**WORK TASK:**
Return each record shown below exactly, with none omitted.

**EXTRACTED ENTRIES:**
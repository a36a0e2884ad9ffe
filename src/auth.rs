use std::fmt;

use crate::error::{PipelensError, Result};

/// Length of a classic Azure DevOps personal access token (lowercase base32).
const LEGACY_PAT_LEN: usize = 52;
/// Length of the newer Azure DevOps personal access token format (alphanumeric).
const PAT_LEN: usize = 84;

/// Azure DevOps personal access token.
///
/// `Debug` is redacted so the token never ends up in logs.
#[derive(Clone, PartialEq, Eq)]
pub struct Token(String);

impl Token {
    pub fn as_str(&self) -> &str {
        &self.0
    }
}

impl From<&str> for Token {
    fn from(value: &str) -> Self {
        Self(value.trim().to_string())
    }
}

impl From<String> for Token {
    fn from(value: String) -> Self {
        Self::from(value.as_str())
    }
}

impl fmt::Debug for Token {
    fn fmt(&self, f: &mut fmt::Formatter<'_>) -> fmt::Result {
        f.write_str("Token(***)")
    }
}

/// Checks that a personal access token is present and shaped like one Azure DevOps issues.
///
/// Runs once at startup; the caller treats an error as fatal.
///
/// # Errors
///
/// Returns `PipelensError::Config` if the token is missing, empty, has the wrong
/// length, or contains characters outside the expected alphabet.
pub fn validate(token: Option<&Token>) -> Result<&Token> {
    let token = token.ok_or_else(|| {
        PipelensError::Config("Missing Azure DevOps access token (set AZDO_PAT)".into())
    })?;

    let value = token.as_str();
    if value.is_empty() {
        return Err(PipelensError::Config(
            "Azure DevOps access token is empty".into(),
        ));
    }

    let well_formed = match value.len() {
        LEGACY_PAT_LEN => value
            .chars()
            .all(|c| c.is_ascii_lowercase() || ('2'..='7').contains(&c)),
        PAT_LEN => value.chars().all(|c| c.is_ascii_alphanumeric()),
        _ => false,
    };

    if !well_formed {
        return Err(PipelensError::Config(format!(
            "Azure DevOps access token is malformed: expected {LEGACY_PAT_LEN} base32 or \
             {PAT_LEN} alphanumeric characters, got {} characters",
            value.len()
        )));
    }

    Ok(token)
}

**EXERCISE RESULT:**
repository a36a0e2884ad9ffe
filename src/auth.rs
use std::fmt;

use crate::error::{PipelensError, Result};

/// Length of a classic Azure DevOps personal access token (lowercase base32).
const LEGACY_PAT_LEN: usize = 52;
/// Length of the newer Azure DevOps personal access token format (alphanumeric).
const PAT_LEN: usize = 84;

/// Azure DevOps personal access token.
///
/// `Debug` is redacted so the token never ends up in logs.
#[derive(Clone, PartialEq, Eq)]
pub struct Token(String);

impl Token {
    pub fn as_str(&self) -> &str {
        &self.0
    }
}

impl From<&str> for Token {
    fn from(value: &str) -> Self {
        Self(value.trim().to_string())
    }
}

impl From<String> for Token {
    fn from(value: String) -> Self {
        Self::from(value.as_str())
    }
}

impl fmt::Debug for Token {
    fn fmt(&self, f: &mut fmt::Formatter<'_>) -> fmt::Result {
        f.write_str("Token(***)")
    }
}

/// Checks that a personal access token is present and shaped like one Azure DevOps issues.
///
/// Runs once at startup; the caller treats an error as fatal.
///
/// # Errors
///
/// Returns `PipelensError::Config` if the token is missing, empty, has the wrong
/// length, or contains characters outside the expected alphabet.
pub fn validate(token: Option<&Token>) -> Result<&Token> {
    let token = token.ok_or_else(|| {
        PipelensError::Config("Missing Azure DevOps access token (set AZDO_PAT)".into())
    })?;

    let value = token.as_str();
    if value.is_empty() {
        return Err(PipelensError::Config(
            "Azure DevOps access token is empty".into(),
        ));
    }

    let well_formed = match value.len() {
        LEGACY_PAT_LEN => value
            .chars()
            .all(|c| c.is_ascii_lowercase() || ('2'..='7').contains(&c)),
        PAT_LEN => value.chars().all(|c| c.is_ascii_alphanumeric()),
        _ => false,
    };

    if !well_formed {
        return Err(PipelensError::Config(format!(
            "Azure DevOps access token is malformed: expected {LEGACY_PAT_LEN} base32 or \
             {PAT_LEN} alphanumeric characters, got {} characters",
            value.len()
        )));
    }

    Ok(token)
}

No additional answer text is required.